These production challenges and bottlenecks are described in more detail below. Following on from this, high priority and longer-term initiatives designed to address these challenges and improve overall production are also highlighted.

Water availability and quality

The production site experienced frequent issues with water availability and quality. The lack of water availability, by affecting the ability to control process water additions, prevented effective density regulation in critical processing areas at the mill. As a result, production was often curtailed as parallel circuits needed to be partly shutdown to decrease water demand and maintain pressure in the operating circuits.

Water quality issues at the mill also created additional complications. During normal operation, the mill would recover clarified water from the mill pond after the settling out the clays. However, insufficient thickening capacity and process upsets often meant the clay content of the water was above target levels. As a result, flotation performance would decrease due to high suspended solids in the plant water. Low-pressure lines also needed to be to shutdown for cleaning because of the build up of solids.

Mill feed density fluctuations

Large fluctuations in mill feed density, resulting from the mining process, caused instability in process operations downstream at the mill. Low clay separation efficiency and phosphate losses in the clay removal circuit were particular problems. Consequently, the front-end processes at the mine required frequent operator intervention, with control systems bypassed, to avoid or minimise complications to the downstream mill equipment.

Mill recovery

A sampling campaign was carried out at the mill by the Hatch team to assess overall recovery and the metallurgical balance. This identified potential for significant improvements in clay removal and froth flotation performance.

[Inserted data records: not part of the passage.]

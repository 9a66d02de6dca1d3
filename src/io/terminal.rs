//! Terminal link implementations
//!
//! Concrete [`TerminalLink`]s for the settlement protocol driver:
//!
//! - [`LineLink`] - newline-framed link over any byte stream pair (a tty
//!   device file on Linux, or an in-memory script under test). A reader
//!   thread feeds a channel so receives can be bounded without the
//!   underlying stream supporting timeouts.
//! - [`AckLink`] - acknowledges every charge immediately. Selected
//!   explicitly on the CLI when no terminal device is configured; useful
//!   for dry runs and demos, never a silent default for a real terminal.

use crate::core::settlement::{TerminalLink, ACK_TOKEN};
use crate::types::SettlementError;
use std::io::{BufRead, BufReader, Read, Write};
use std::sync::mpsc::{self, Receiver, RecvTimeoutError};
use std::thread;
use std::time::Duration;

/// Newline-framed link over a reader/writer pair
///
/// The reader half runs on a dedicated thread for the life of the link;
/// lines arrive through a channel so [`TerminalLink::recv_line`] can wait
/// with a deadline. End of stream is reported as "no response", which the
/// driver classifies as a timeout - either way nothing was acknowledged.
pub struct LineLink<W: Write> {
    incoming: Receiver<std::io::Result<String>>,
    writer: W,
}

impl<W: Write> LineLink<W> {
    /// Spawn the reader thread and wrap the writer half
    pub fn spawn<R: Read + Send + 'static>(reader: R, writer: W) -> Self {
        let (tx, incoming) = mpsc::channel();
        thread::spawn(move || {
            for line in BufReader::new(reader).lines() {
                let stop = line.is_err();
                if tx.send(line).is_err() || stop {
                    break;
                }
            }
        });
        LineLink { incoming, writer }
    }
}

impl<W: Write> TerminalLink for LineLink<W> {
    fn send_line(&mut self, line: &str) -> Result<(), SettlementError> {
        writeln!(self.writer, "{}", line).map_err(|e| SettlementError::link(e.to_string()))?;
        self.writer
            .flush()
            .map_err(|e| SettlementError::link(e.to_string()))
    }

    fn recv_line(&mut self, wait: Duration) -> Result<Option<String>, SettlementError> {
        match self.incoming.recv_timeout(wait) {
            Ok(Ok(line)) => Ok(Some(line)),
            Ok(Err(e)) => Err(SettlementError::link(e.to_string())),
            Err(RecvTimeoutError::Timeout) => Ok(None),
            // Reader thread is gone (EOF or broken device): no response.
            Err(RecvTimeoutError::Disconnected) => Ok(None),
        }
    }
}

/// Link that acknowledges every charge immediately
///
/// Stands in for the terminal when none is attached. Sent lines are kept
/// so operators (and tests) can inspect what would have gone out.
#[derive(Debug, Default)]
pub struct AckLink {
    sent: Vec<String>,
}

impl AckLink {
    /// Create an auto-acknowledging link
    pub fn new() -> Self {
        AckLink { sent: Vec::new() }
    }

    /// All lines sent over this link, in order
    pub fn sent(&self) -> &[String] {
        &self.sent
    }
}

impl TerminalLink for AckLink {
    fn send_line(&mut self, line: &str) -> Result<(), SettlementError> {
        self.sent.push(line.to_string());
        Ok(())
    }

    fn recv_line(&mut self, _wait: Duration) -> Result<Option<String>, SettlementError> {
        Ok(Some(ACK_TOKEN.to_string()))
    }
}
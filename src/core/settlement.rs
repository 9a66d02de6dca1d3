//! Settlement protocol driver
//!
//! This module drives the request/acknowledge exchange with the payment
//! terminal for a single charge. The driver owns no link itself; the link
//! is an explicitly owned resource object passed in per attempt, never a
//! process-wide singleton.
//!
//! # Protocol
//!
//! Per settlement attempt the driver walks the state machine
//!
//! ```text
//! Idle -> ChargeSent -> { Acknowledged | TimedOut | Rejected }
//! ```
//!
//! - `Idle -> ChargeSent`: exactly one `CHARGE <amount>` line is written
//!   to the link.
//! - `Acknowledged`: the terminal answered with the success token within
//!   the bounded wait window.
//! - `TimedOut`: no response of any kind within the window. The session
//!   stays unpaid and the attempt may be retried.
//! - `Rejected`: any non-success token. Identical to a timeout for ledger
//!   purposes, but the token is kept for the log.
//!
//! Only `Acknowledged` permits any store mutation. Terminal confirmation
//! strictly before ledger mutation is the core correctness guarantee: a
//! payment the physical terminal never completed is never recorded, and an
//! interruption while waiting leaves the ledger already correct.

use crate::types::SettlementError;
use rust_decimal::Decimal;
use std::time::{Duration, Instant};

/// Success token the terminal returns for a completed charge
pub const ACK_TOKEN: &str = "DONE";

/// Byte link to the payment terminal
///
/// Newline-framed text in both directions. Implementations decide how the
/// bounded read is realized (reader thread, scripted queue, ...).
pub trait TerminalLink {
    /// Write one line to the terminal
    fn send_line(&mut self, line: &str) -> Result<(), SettlementError>;

    /// Read one line, waiting at most `wait`
    ///
    /// `Ok(None)` means nothing arrived within the window (timeout or the
    /// device went away); both leave the caller free to retry later.
    fn recv_line(&mut self, wait: Duration) -> Result<Option<String>, SettlementError>;
}

impl TerminalLink for Box<dyn TerminalLink> {
    fn send_line(&mut self, line: &str) -> Result<(), SettlementError> {
        (**self).send_line(line)
    }

    fn recv_line(&mut self, wait: Duration) -> Result<Option<String>, SettlementError> {
        (**self).recv_line(wait)
    }
}

/// Terminal response to a single charge attempt
#[derive(Debug, Clone, PartialEq, Eq)]
pub enum ChargeOutcome {
    /// Success token received; the charge was applied by the terminal
    Acknowledged,
    /// No response within the wait window
    TimedOut,
    /// Non-success token received, preserved for the log
    Rejected(String),
}

/// Drives one charge exchange per call
#[derive(Debug, Clone)]
pub struct SettlementDriver {
    ack_timeout: Duration,
}

impl SettlementDriver {
    /// Create a driver with the given acknowledgement window
    pub fn new(ack_timeout: Duration) -> Self {
        SettlementDriver { ack_timeout }
    }

    /// Length of the acknowledgement window
    pub fn ack_timeout(&self) -> Duration {
        self.ack_timeout
    }

    /// Send `CHARGE <amount>` and wait for the terminal's verdict
    ///
    /// Exactly one charge command is written per call. Blank lines read
    /// before the deadline are skipped without consuming the attempt; the
    /// first non-blank line decides the outcome.
    ///
    /// # Errors
    ///
    /// Returns an error only for link-level failures (write failed, read
    /// failed). Timeouts and rejections are outcomes, not errors.
    pub fn charge(
        &self,
        link: &mut dyn TerminalLink,
        amount: Decimal,
    ) -> Result<ChargeOutcome, SettlementError> {
        // Idle -> ChargeSent
        link.send_line(&format!("CHARGE {}", amount))?;

        // ChargeSent -> { Acknowledged | TimedOut | Rejected }
        let deadline = Instant::now() + self.ack_timeout;
        loop {
            let remaining = deadline.saturating_duration_since(Instant::now());
            if remaining.is_zero() {
                return Ok(ChargeOutcome::TimedOut);
            }

            match link.recv_line(remaining)? {
                None => return Ok(ChargeOutcome::TimedOut),
                Some(line) => {
                    let token = line.trim();
                    if token.is_empty() {
                        continue;
                    }
                    if token == ACK_TOKEN {
                        return Ok(ChargeOutcome::Acknowledged);
                    }
                    return Ok(ChargeOutcome::Rejected(token.to_string()));
                }
            }
        }
    }
}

Samples from the clay removal and dewatering cyclone, for example, indicated substantial P2O5 losses to the clay tailings. Operator inspections confirmed roping in the cyclones and visibly noticeable reporting of phosphate to the overflow.

Flotation sampling and test results also confirmed the concerns of site operators that a significant portion of phosphate was being lost in the coarse size fraction. Although a dedicated coarse recovery circuit existed to capture this material, persistent operational challenges at the mill, particularly density variability, prevented the stable operation of this circuit.

While flotation recovery was often on target, the flotation circuit frequently struggled to achieve the required concentrate grade. Observations confirmed that flotation circuits were operating sub-optimally. Several flotation banks showed inconsistent performance, including significant bubble breakage, incorrect colour gradients, excessive reagent addition, and multiple maintenance-related issues.

Operator practices and equipment maintenance

Key operators, including those in the main and flotation control rooms, were frequently required to leave their stations for tasks and inspections in other areas of the plant. This left less experienced operators covering critical roles, reducing the operational team’s ability to respond to upsets. The need to work across multiple areas also created long walking times and lowered the overall efficiency of site workers.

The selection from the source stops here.